Zwischen 1921 und 1924 wurde im ausserschwyzerischen Wägital ein Stausee aufgestaut. Eine 111 Meter hohe Gewichtsstaumauer hält seither das Wasser im Talkessel zurück und ermöglicht die Produktion elektrischen Stroms für die Stadt Zürich. Unter anderem arbeitete der Ingenieur Hans Roth (1882-1972), ein Absolvent der Bauingenieurschule am Polytechnikum zwischen 1900 und 1904, Wasserhaushaltspläne für das bevorstehende Kraftwerk im Wägital aus.

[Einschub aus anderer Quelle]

// SPDX-License-Identifier: AGPL-3.0-or-later
// Copyright (C) 2026 Vallés Puig, Ramon

//! Greenwich Mean Sidereal Time.
//!
//! GMST is evaluated with the IAU 1982 polynomial in seconds of time,
//!
//! ```text
//! GMST(s) = 67310.54841 + (876600·3600 + 8640184.812866)·T
//!         + 0.093104·T² − 6.2e-6·T³
//! ```
//!
//! where `T` is Julian centuries since J2000.0.  The polynomial is reduced
//! modulo one day of seconds and converted to an angle with the mean Earth
//! rotation rate [`EARTH_ROTATION_RATE`].
//!
//! That rate is an independent physical constant and is **not** `2π/86400`;
//! the two differ at the 1e-10 level and results depend on using the rate.
//!
//! ## References
//! * Aoki et al. (1982), A&A 105, 359
//! * Vallado, *Fundamentals of Astrodynamics and Applications*, eq. 3-47

use qtty::*;
use std::f64::consts::TAU;

use crate::julian::{JulianDate, SECONDS_PER_DAY};

#[cfg(feature = "serde")]
use serde::{Deserialize, Deserializer, Serialize, Serializer};

/// Mean angular rotation rate of the Earth, rad/s.
pub const EARTH_ROTATION_RATE: f64 = 7.292115 * 1e-5;

/// Constant term of the GMST polynomial, s.
pub const GMST_C0: f64 = 67_310.548_41;

/// Linear term of the GMST polynomial, s per Julian century.
///
/// `876600 h` of whole rotations plus the sidereal excess.
pub const GMST_C1: f64 = 876_600.0 * 3_600.0 + 8_640_184.812_866;

/// Quadratic term of the GMST polynomial, s per century².
pub const GMST_C2: f64 = 0.093_104;

/// Cubic term of the GMST polynomial, s per century³.
pub const GMST_C3: f64 = -6.2 * 1e-6;

/// Unreduced GMST polynomial, in seconds of time.
#[inline]
pub fn gmst_seconds(t: Centuries) -> Seconds {
    let t = t.value();
    Seconds::new(GMST_C0 + GMST_C1 * t + GMST_C2 * t.powf(2.0) + GMST_C3 * t.powf(3.0))
}

/// Greenwich Mean Sidereal Time angle, always within `[0, 2π)`.
#[derive(Debug, Copy, Clone, PartialEq, PartialOrd)]
pub struct GmstAngle(Radians);

impl GmstAngle {
    /// Build from an arbitrary angle, wrapping it into `[0, 2π)`.
    pub fn from_radians(angle: Radians) -> Self {
        Self(Radians::new(normalize(angle.value())))
    }

    #[inline]
    pub const fn radians(&self) -> Radians {
        self.0
    }

    #[inline]
    pub const fn value(&self) -> f64 {
        self.0.value()
    }

    #[inline]
    pub fn degrees(&self) -> f64 {
        self.value().to_degrees()
    }
}

/// `((angle + 2π) mod 2π)`.
///
/// A plain `fmod` leaves a negative remainder whenever `angle < -2π`, which
/// happens because one day of seconds times [`EARTH_ROTATION_RATE`] exceeds a
/// full turn.  `rem_euclid` equals `fmod` for non-negative operands and lifts
/// the rest into range; a remainder that rounds up to `2π` is folded to zero.
#[inline]
fn normalize(angle: f64) -> f64 {
    let wrapped = (angle + TAU).rem_euclid(TAU);
    if wrapped >= TAU {
        0.0
    } else {
        wrapped
    }
}

/// GMST angle at a fractional Julian Date.
pub fn compute_gmst_angle(julian_date: JulianDate) -> GmstAngle {
    let t = julian_date.julian_centuries();
    let gmst_sec = gmst_seconds(t).value();

    // Seconds into the current sidereal day, then radians.
    let add_sec = gmst_sec % SECONDS_PER_DAY;
    let add_rad = add_sec * EARTH_ROTATION_RATE;

    let gmst = GmstAngle(Radians::new(normalize(add_rad)));
    tracing::trace!(
        julian_date = julian_date.value(),
        t = t.value(),
        gmst_sec,
        gmst_rad = gmst.value(),
        "gmst"
    );
    gmst
}

impl std::fmt::Display for GmstAngle {
    fn fmt(&self, f: &mut std::fmt::Formatter<'_>) -> std::fmt::Result {
        write!(f, "GMST {}", self.0)
    }
}

impl From<GmstAngle> for Radians {
    #[inline]
    fn from(gmst: GmstAngle) -> Self {
        gmst.0
    }
}

#[cfg(feature = "serde")]
impl Serialize for GmstAngle {
    fn serialize<Ser>(&self, serializer: Ser) -> Result<Ser::Ok, Ser::Error>
    where
        Ser: Serializer,
    {
        serializer.serialize_f64(self.value())
    }
}

#[cfg(feature = "serde")]
impl<'de> Deserialize<'de> for GmstAngle {
    fn deserialize<D>(deserializer: D) -> Result<Self, D::Error>
    where
        D: Deserializer<'de>,
    {
        let v = f64::deserialize(deserializer)?;
        Ok(Self::from_radians(Radians::new(v)))
    }
}

#[cfg(test)]
mod tests {
    use super::*;
    use crate::julian::compute_julian_date;

    #[test]
    fn rotation_rate_is_not_derived_from_day_length() {
        assert_eq!(EARTH_ROTATION_RATE, 7.292115e-5);
        assert_ne!(EARTH_ROTATION_RATE, TAU / SECONDS_PER_DAY);
        assert!(SECONDS_PER_DAY * EARTH_ROTATION_RATE > TAU);
    }

    #[test]
    fn polynomial_at_j2000_is_constant_term() {
        assert_eq!(gmst_seconds(Centuries::new(0.0)), Seconds::new(GMST_C0));
        assert_eq!(GMST_C1, 3_164_400_184.812_866);
    }

    #[test]
    fn gmst_at_j2000() {
        let gmst = compute_gmst_angle(JulianDate::J2000);
        let expected = (GMST_C0 * EARTH_ROTATION_RATE + TAU) % TAU;
        assert_eq!(gmst.value(), expected);
        assert_eq!(gmst.value(), 4.908_362_597_187_871);
        assert!((gmst.degrees() - 281.228).abs() < 1e-3);
    }

    #[test]
    fn gmst_matches_reference_values() {
        let cases = [
            ((2000, 1, 1, 0, 0, 0.0), 1.749_543_972_454_585_4),
            ((2024, 3, 15, 6, 30, 12.5), 4.741_211_380_182_907),
            ((1999, 12, 31, 0, 0, 0.0), 1.715_092_030_167_603_8),
            ((1970, 1, 1, 0, 0, 0.0), 1.736_924_445_393_310_8),
            ((1900, 1, 1, 12, 0, 0.0), 4.894_940_456_440_165),
        ];
        for ((y, mo, d, h, mi, s), expected) in cases {
            let gmst = compute_gmst_angle(compute_julian_date(y, mo, d, h, mi, s));
            assert!(
                (gmst.value() - expected).abs() < 1e-12,
                "{y}-{mo}-{d} {h}:{mi}:{s}: {} vs {expected}",
                gmst.value()
            );
        }
    }

    #[test]
    fn negative_remainder_window_is_lifted_into_range() {
        // Here the polynomial reduces to about -86 350 s, more than a full
        // turn below zero once scaled by the rotation rate.
        let jd = compute_julian_date(1999, 12, 1, 19, 20, 0.0);
        let sec = gmst_seconds(jd.julian_centuries()).value() % SECONDS_PER_DAY;
        assert!(sec * EARTH_ROTATION_RATE < -TAU);

        let gmst = compute_gmst_angle(jd);
        assert!((0.0..TAU).contains(&gmst.value()));
        assert!((gmst.value() - 6.269_601_077_320_277).abs() < 1e-12);
    }

    #[test]
    fn from_radians_wraps() {
        assert_eq!(GmstAngle::from_radians(Radians::new(0.0)).value(), 0.0);
        assert_eq!(GmstAngle::from_radians(Radians::new(TAU)).value(), 0.0);
        let g = GmstAngle::from_radians(Radians::new(-1.0));
        assert!((g.value() - (TAU - 1.0)).abs() < 1e-15);
        let g = GmstAngle::from_radians(Radians::new(3.0 * TAU + 0.25));
        assert!((g.value() - 0.25).abs() < 1e-12);
        // Tiny negative input whose lift rounds to exactly 2π.
        let g = GmstAngle::from_radians(Radians::new(-1e-18));
        assert!((0.0..TAU).contains(&g.value()));
    }

    #[test]
    fn gmst_advances_about_one_degree_per_solar_day() {
        let g1 = compute_gmst_angle(JulianDate::new(2_451_545.0));
        let g2 = compute_gmst_angle(JulianDate::new(2_451_546.0));
        let advance = (g2.value() - g1.value()).rem_euclid(TAU).to_degrees();
        assert!((advance - 0.9856).abs() < 0.01, "advance = {advance}°");
    }

    #[cfg(feature = "serde")]
    #[test]
    fn deserialization_normalizes() {
        let g: GmstAngle = serde_json::from_str("-1.0").unwrap();
        assert!((g.value() - (TAU - 1.0)).abs() < 1e-15);
        let json = serde_json::to_string(&g).unwrap();
        let back: GmstAngle = serde_json::from_str(&json).unwrap();
        assert_eq!(back, g);
    }
}
// SPDX-License-Identifier: AGPL-3.0-or-later
// Copyright (C) 2026 Vallés Puig, Ramon

//! ECI → ECEF conversion
//!
//! Maps a position vector in the Earth-Centered Inertial frame onto the
//! Earth-Centered Earth-Fixed frame at a civil instant, using a pure
//! Greenwich Mean Sidereal Time rotation about the Z axis.
//!
//! # Pipeline
//!
//! | Stage | Function | Output |
//! |-------|----------|--------|
//! | Julian Date | [`compute_julian_date`] | [`JulianDate`] |
//! | Sidereal time | [`compute_gmst_angle`] | [`GmstAngle`] in `[0, 2π)` |
//! | Frame rotation | [`rotate_eci_to_ecef`] | [`Vector3`] (km) |
//!
//! [`eci_to_ecef`] runs the three stages in order; [`convert`] does the same
//! and also returns the intermediate values.
//!
//! ```rust
//! use eci_ecef::{eci_to_ecef, CivilInstant, Vector3};
//!
//! let instant = CivilInstant::new(2000, 1, 1, 12, 0, 0.0);
//! let ecef = eci_to_ecef(&instant, Vector3::new(7_000.0, 0.0, 0.0));
//! assert_eq!(ecef.z, 0.0);
//! ```
//!
//! # Model limits
//!
//! No precession, nutation or polar motion, and no leap-second handling.
//! The civil instant is taken to already be on the time scale the GMST
//! polynomial expects (UT1 in the strict sense).

mod civil;
mod error;
mod frame;
mod julian;
mod sidereal;

#[cfg(feature = "cli")]
pub mod cli;

// ── Re-exports ────────────────────────────────────────────────────────────

pub use civil::CivilInstant;
pub use error::{Error, Result};
pub use frame::{rotate_about_z, rotate_ecef_to_eci, rotate_eci_to_ecef, Vector3};
pub use julian::{compute_julian_date, julian_day_number, JulianDate, SECONDS_PER_DAY};
pub use sidereal::{
    compute_gmst_angle, gmst_seconds, GmstAngle, EARTH_ROTATION_RATE, GMST_C0, GMST_C1, GMST_C2,
    GMST_C3,
};

/// Intermediate and final values of one conversion.
#[derive(Debug, Copy, Clone, PartialEq)]
pub struct Conversion {
    pub julian_date: JulianDate,
    pub gmst: GmstAngle,
    pub ecef: Vector3,
}

/// Run the full pipeline and keep every stage's output.
pub fn convert(instant: &CivilInstant, eci: Vector3) -> Conversion {
    let julian_date = instant.julian_date();
    let gmst = compute_gmst_angle(julian_date);
    let ecef = rotate_eci_to_ecef(eci, gmst);

    tracing::debug!(
        %instant,
        julian_date = julian_date.value(),
        gmst_rad = gmst.value(),
        "rotated ECI vector into ECEF"
    );

    Conversion {
        julian_date,
        gmst,
        ecef,
    }
}

/// ECEF position of `eci` at `instant`.
#[inline]
pub fn eci_to_ecef(instant: &CivilInstant, eci: Vector3) -> Vector3 {
    convert(instant, eci).ecef
}
pub mod svg;
pub mod terminal;

pub use svg::SvgRenderer;
pub use terminal::TerminalRenderer;

use crate::error::{Result, StarChartError};
use crate::types::RepositoryDescriptor;
use serde_json::Value;
use tracing::debug;

pub const CHART_TITLE: &str = "GitHub Repo Star Count";
pub const X_AXIS_LABEL: &str = "Repo Name";
pub const Y_AXIS_LABEL: &str = "Star Count";

pub const NAME_FIELD: &str = "name";
pub const STARS_FIELD: &str = "stargazers_count";

/// One bar: a repository name and its star count.
#[derive(Debug, Clone, PartialEq, Eq)]
pub struct Bar {
    pub label: String,
    pub height: u64,
}

/// Star counts keyed by repository name, ready to draw.
#[derive(Debug, Clone, PartialEq, Eq)]
pub struct BarChart {
    pub title: String,
    pub x_label: String,
    pub y_label: String,
    pub bars: Vec<Bar>,
}

impl BarChart {
    pub fn new(bars: Vec<Bar>) -> Self {
        Self {
            title: CHART_TITLE.to_string(),
            x_label: X_AXIS_LABEL.to_string(),
            y_label: Y_AXIS_LABEL.to_string(),
            bars,
        }
    }

    pub fn from_value(input: &Value) -> Result<Self> {
        Ok(Self::new(project(input)?))
    }

    pub fn from_descriptors(descriptors: &[RepositoryDescriptor]) -> Result<Self> {
        Ok(Self::new(project_descriptors(descriptors)?))
    }

    pub fn max_height(&self) -> u64 {
        self.bars.iter().map(|bar| bar.height).max().unwrap_or(0)
    }
}

/// A backend that can draw a [`BarChart`]. Rendering is synchronous.
pub trait ChartRenderer {
    fn render(&self, chart: &BarChart) -> Result<()>;
}

/// Projects JSON into bars.
///
/// An object is a single repository descriptor and yields exactly one bar.
/// An array is a sequence of descriptors and yields one bar per element, in
/// order. Missing or `null` fields are a [`StarChartError::MissingFieldError`];
/// nothing is defaulted to zero.
pub fn project(input: &Value) -> Result<Vec<Bar>> {
    match input {
        Value::Object(descriptor) => Ok(vec![project_row(descriptor, 0)?]),
        Value::Array(rows) => {
            if rows.is_empty() {
                return Err(StarChartError::EmptyData);
            }
            rows.iter()
                .enumerate()
                .map(|(index, row)| match row {
                    Value::Object(descriptor) => project_row(descriptor, index),
                    other => Err(StarChartError::InvalidField {
                        field: "<repository>".to_string(),
                        index,
                        reason: format!("expected an object, got {}", json_type(other)),
                    }),
                })
                .collect()
        }
        other => Err(StarChartError::InvalidField {
            field: "<input>".to_string(),
            index: 0,
            reason: format!("expected an object or array, got {}", json_type(other)),
        }),
    }
}

pub fn project_descriptors(descriptors: &[RepositoryDescriptor]) -> Result<Vec<Bar>> {
    if descriptors.is_empty() {
        return Err(StarChartError::EmptyData);
    }
    descriptors
        .iter()
        .enumerate()
        .map(|(index, descriptor)| project_row(descriptor, index))
        .collect()
}

fn project_row(descriptor: &RepositoryDescriptor, index: usize) -> Result<Bar> {
    let label = required(descriptor, NAME_FIELD, index)?
        .as_str()
        .ok_or_else(|| invalid(NAME_FIELD, index, "expected a string"))?
        .to_string();

    let height = required(descriptor, STARS_FIELD, index)?
        .as_u64()
        .ok_or_else(|| invalid(STARS_FIELD, index, "expected a non-negative integer"))?;

    Ok(Bar { label, height })
}

fn required<'a>(
    descriptor: &'a RepositoryDescriptor,
    field: &str,
    index: usize,
) -> Result<&'a Value> {
    match descriptor.get(field) {
        Some(Value::Null) | None => Err(StarChartError::MissingFieldError {
            field: field.to_string(),
            index,
        }),
        Some(value) => Ok(value),
    }
}

fn invalid(field: &str, index: usize, reason: &str) -> StarChartError {
    StarChartError::InvalidField {
        field: field.to_string(),
        index,
        reason: reason.to_string(),
    }
}

fn json_type(value: &Value) -> &'static str {
    match value {
        Value::Null => "null",
        Value::Bool(_) => "a boolean",
        Value::Number(_) => "a number",
        Value::String(_) => "a string",
        Value::Array(_) => "an array",
        Value::Object(_) => "an object",
    }
}

/// Renders the star count of one repository.
pub fn visualize(descriptor: &RepositoryDescriptor, renderer: &dyn ChartRenderer) -> Result<()> {
    visualize_all(std::slice::from_ref(descriptor), renderer)
}

/// Renders one bar per repository.
pub fn visualize_all(
    descriptors: &[RepositoryDescriptor],
    renderer: &dyn ChartRenderer,
) -> Result<()> {
    let chart = BarChart::from_descriptors(descriptors)?;
    debug!(bars = chart.bars.len(), max = chart.max_height(), "Rendering star chart");
    renderer.render(&chart)
}

#[cfg(test)]
mod tests {
    use super::*;
    use serde_json::json;

    #[test]
    fn one_descriptor_is_one_bar() {
        let bars = project(&json!({"name": "repoA", "stargazers_count": 42})).unwrap();
        assert_eq!(
            bars,
            vec![Bar {
                label: "repoA".to_string(),
                height: 42
            }]
        );
    }

    #[test]
    fn extra_fields_do_not_add_rows() {
        let input = json!({
            "name": "repoA",
            "full_name": "owner/repoA",
            "stargazers_count": 7,
            "owner": {"login": "owner"},
            "topics": ["a", "b", "c"]
        });
        assert_eq!(project(&input).unwrap().len(), 1);
    }

    #[test]
    fn null_counts_as_missing() {
        let err = project(&json!({"name": "repoA", "stargazers_count": null})).unwrap_err();
        assert!(matches!(
            err,
            StarChartError::MissingFieldError { ref field, index: 0 } if field == STARS_FIELD
        ));
    }

    #[test]
    fn scalar_input_is_rejected() {
        let err = project(&json!(42)).unwrap_err();
        assert!(matches!(err, StarChartError::InvalidField { .. }));
    }

    #[test]
    fn max_height_of_empty_chart_is_zero() {
        assert_eq!(BarChart::new(Vec::new()).max_height(), 0);
    }
}
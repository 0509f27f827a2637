//! Fetch GitHub repository metadata and chart its star count.
//!
//! ```no_run
//! use github_star_chart::chart::{visualize, TerminalRenderer};
//! use github_star_chart::github::GitHubClient;
//!
//! # async fn run() -> github_star_chart::error::Result<()> {
//! let client = GitHubClient::new(std::env::var("GITHUB_TOKEN").unwrap_or_default())?;
//! let repo = client.fetch("rust-lang", "rust").await?;
//! visualize(&repo, &TerminalRenderer::default())?;
//! # Ok(())
//! # }
//! ```

pub mod chart;
pub mod cli;
pub mod error;
pub mod github;
pub mod types;

pub use chart::{Bar, BarChart, ChartRenderer};
pub use error::{Result, StarChartError};
pub use github::{ClientConfig, GitHubClient};
pub use types::{RepoSlug, RepositoryDescriptor};
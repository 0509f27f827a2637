use thiserror::Error;

#[derive(Error, Debug)]
pub enum StarChartError {
    #[error("GitHub API returned {status}: {body}")]
    HttpError { status: u16, body: String },

    #[error("Network error: {0}")]
    NetworkError(#[from] reqwest::Error),

    #[error("JSON parsing error: {0}")]
    JsonError(#[from] serde_json::Error),

    #[error("Missing field `{field}` in repository {index}")]
    MissingFieldError { field: String, index: usize },

    #[error("Invalid field `{field}` in repository {index}: {reason}")]
    InvalidField {
        field: String,
        index: usize,
        reason: String,
    },

    #[error("No repositories to plot")]
    EmptyData,

    #[error("Invalid repository: {0}")]
    InvalidRepoSlug(String),

    #[error("Invalid API base URL: {0}")]
    InvalidBaseUrl(String),

    #[error("Chart rendering error: {0}")]
    RenderError(String),

    #[error("IO error: {0}")]
    IoError(#[from] std::io::Error),

    #[error("Environment error: {0}")]
    EnvError(String),
}

impl From<url::ParseError> for StarChartError {
    fn from(err: url::ParseError) -> Self {
        StarChartError::InvalidBaseUrl(err.to_string())
    }
}

pub type Result<T> = std::result::Result<T, StarChartError>;
use crate::error::StarChartError;
use serde_json::{Map, Value};
use std::fmt;
use std::str::FromStr;

/// Raw JSON object GitHub returns for `GET /repos/{owner}/{repo}`.
pub type RepositoryDescriptor = Map<String, Value>;

/// An `owner/repo` pair as typed on the command line.
#[derive(Debug, Clone, PartialEq, Eq)]
pub struct RepoSlug {
    pub owner: String,
    pub repo: String,
}

impl RepoSlug {
    pub fn new(owner: impl Into<String>, repo: impl Into<String>) -> Self {
        RepoSlug {
            owner: owner.into(),
            repo: repo.into(),
        }
    }
}

impl FromStr for RepoSlug {
    type Err = StarChartError;

    fn from_str(s: &str) -> Result<Self, Self::Err> {
        let parts: Vec<&str> = s.split('/').collect();
        match parts.as_slice() {
            [owner, repo] if !owner.is_empty() && !repo.is_empty() => {
                Ok(RepoSlug::new(*owner, *repo))
            }
            _ => Err(StarChartError::InvalidRepoSlug(format!(
                "expected owner/repo, got {:?}",
                s
            ))),
        }
    }
}

impl fmt::Display for RepoSlug {
    fn fmt(&self, f: &mut fmt::Formatter<'_>) -> fmt::Result {
        write!(f, "{}/{}", self.owner, self.repo)
    }
}
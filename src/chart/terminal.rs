use super::{BarChart, ChartRenderer};
use crate::error::{Result, StarChartError};
use colored::*;
use std::io::{self, Write};

pub const DEFAULT_ROWS: usize = 12;
const MIN_COLUMN_WIDTH: usize = 5;
const BAR_CELL: &str = "█";

/// Draws a vertical bar chart as text, one column per repository.
#[derive(Debug, Clone)]
pub struct TerminalRenderer {
    /// Height of the tallest bar in text rows.
    pub rows: usize,
    pub color: bool,
}

impl Default for TerminalRenderer {
    fn default() -> Self {
        Self {
            rows: DEFAULT_ROWS,
            color: true,
        }
    }
}

impl TerminalRenderer {
    pub fn new(rows: usize, color: bool) -> Self {
        Self {
            rows: rows.max(1),
            color,
        }
    }

    pub fn render_to<W: Write>(&self, chart: &BarChart, out: &mut W) -> Result<()> {
        if chart.bars.is_empty() {
            return Err(StarChartError::EmptyData);
        }

        // A zero-height chart still draws one row.
        let rows = self.rows.max(1);
        let max = chart.max_height();
        let gutter = max.to_string().len().max(1);
        let widths: Vec<usize> = chart
            .bars
            .iter()
            .map(|bar| {
                bar.label
                    .chars()
                    .count()
                    .max(bar.height.to_string().len())
                    .max(MIN_COLUMN_WIDTH)
                    + 2
            })
            .collect();
        let levels: Vec<usize> = chart
            .bars
            .iter()
            .map(|bar| scaled_rows(bar.height, max, rows))
            .collect();

        let title = if self.color {
            chart.title.bold().to_string()
        } else {
            chart.title.clone()
        };
        writeln!(out, "{}", title)?;
        writeln!(out)?;
        writeln!(out, "{}", chart.y_label)?;

        for row in (1..=rows).rev() {
            let tick = if row == rows {
                max.to_string()
            } else {
                String::new()
            };
            write!(out, "{:>gutter$} |", tick, gutter = gutter)?;
            for (width, level) in widths.iter().zip(&levels) {
                let cell_width = width - 2;
                let cell = if *level >= row {
                    self.paint(&BAR_CELL.repeat(cell_width))
                } else {
                    " ".repeat(cell_width)
                };
                write!(out, " {} ", cell)?;
            }
            writeln!(out)?;
        }

        let total: usize = widths.iter().sum();
        writeln!(out, "{:>gutter$} +{}", 0, "-".repeat(total), gutter = gutter)?;

        write!(out, "{:>gutter$}  ", "", gutter = gutter)?;
        for (bar, width) in chart.bars.iter().zip(&widths) {
            write!(out, "{:^width$}", bar.label, width = *width)?;
        }
        writeln!(out)?;

        write!(out, "{:>gutter$}  ", "", gutter = gutter)?;
        for (bar, width) in chart.bars.iter().zip(&widths) {
            write!(out, "{:^width$}", bar.height, width = *width)?;
        }
        writeln!(out)?;

        writeln!(
            out,
            "{:>gutter$}  {:^total$}",
            "",
            chart.x_label,
            gutter = gutter,
            total = total
        )?;
        out.flush()?;
        Ok(())
    }

    fn paint(&self, cells: &str) -> String {
        if self.color {
            cells.blue().to_string()
        } else {
            cells.to_string()
        }
    }
}

impl ChartRenderer for TerminalRenderer {
    fn render(&self, chart: &BarChart) -> Result<()> {
        let stdout = io::stdout();
        let mut handle = stdout.lock();
        self.render_to(chart, &mut handle)
    }
}

/// Number of text rows a bar of `height` fills. Any non-zero bar gets at
/// least one row.
fn scaled_rows(height: u64, max: u64, rows: usize) -> usize {
    if height == 0 || max == 0 {
        return 0;
    }
    let scaled = (height as u128 * rows as u128).div_ceil(max as u128);
    (scaled as usize).clamp(1, rows)
}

In der aktuellen Debatte um die kolonialen Verwicklungen der Schweiz lohnt sich ein Blick zurück in den eigenen Hinterhof. Zu Beginn des 20 Jahrhunderts galten Voralpentäler wie das Wägital als (infrastrukturell) rückständig und somit ausbaufähig. Eine stark steigende Nachfrage nach elektrischem Strom während des Ersten Weltkrieges liess die Stadt Zürich nach einer verlässlichen Energiequelle suchen. Die Errichtung eines Stauwerkes im Wägital erschien topographisch und hydrologisch günstig. Dieser Ausbau der Infrastruktur wurde auch als “Innenkolonisation” bezeichnet. Folgende Skizze von Hans Roth zeigt die Einzugsgebiete der verschiedenen Fliessgewässer im Wägital, die je nach Ausführungsvariante des Projektes genutzt werden könnten:


In seinem Bericht zum Wasserhaushalt plädiert der Ingenieur für einen zweistufigen Kraftwerkbau mit Rückhaltebecken auf halbem Weg nach Siebnen, wo das eigentliche Kraftwerk gebaut wurde. Die Vorteile gegenüber einem einstufigen Bau lagen im grösseren Einzugsgebiet und so einer höheren Wassernutzungsmenge bei unwesentlich grösserem Aufwand. Die zweistufige Projektvariante wurde realisiert:

Unsichtbar im Bericht von Hans Roth bleiben die Folgen für Landschaft und Bevölkerung. Die Gemeinde Innerthal wurde buchstäblich unter Wasser gesetzt und an den Hang verpflanzt. Viele Anwohner wurden enteignet, andere verliessen ihre Heimatgemeinde, da Ihnen nun kein Land mehr zur Verfügung stand. Ein ebenso technokratisch anmutendes Umsiedlungswerk eines ETH-Agrarökonomen stellte sich als Utopie heraus und wurde nie realisiert.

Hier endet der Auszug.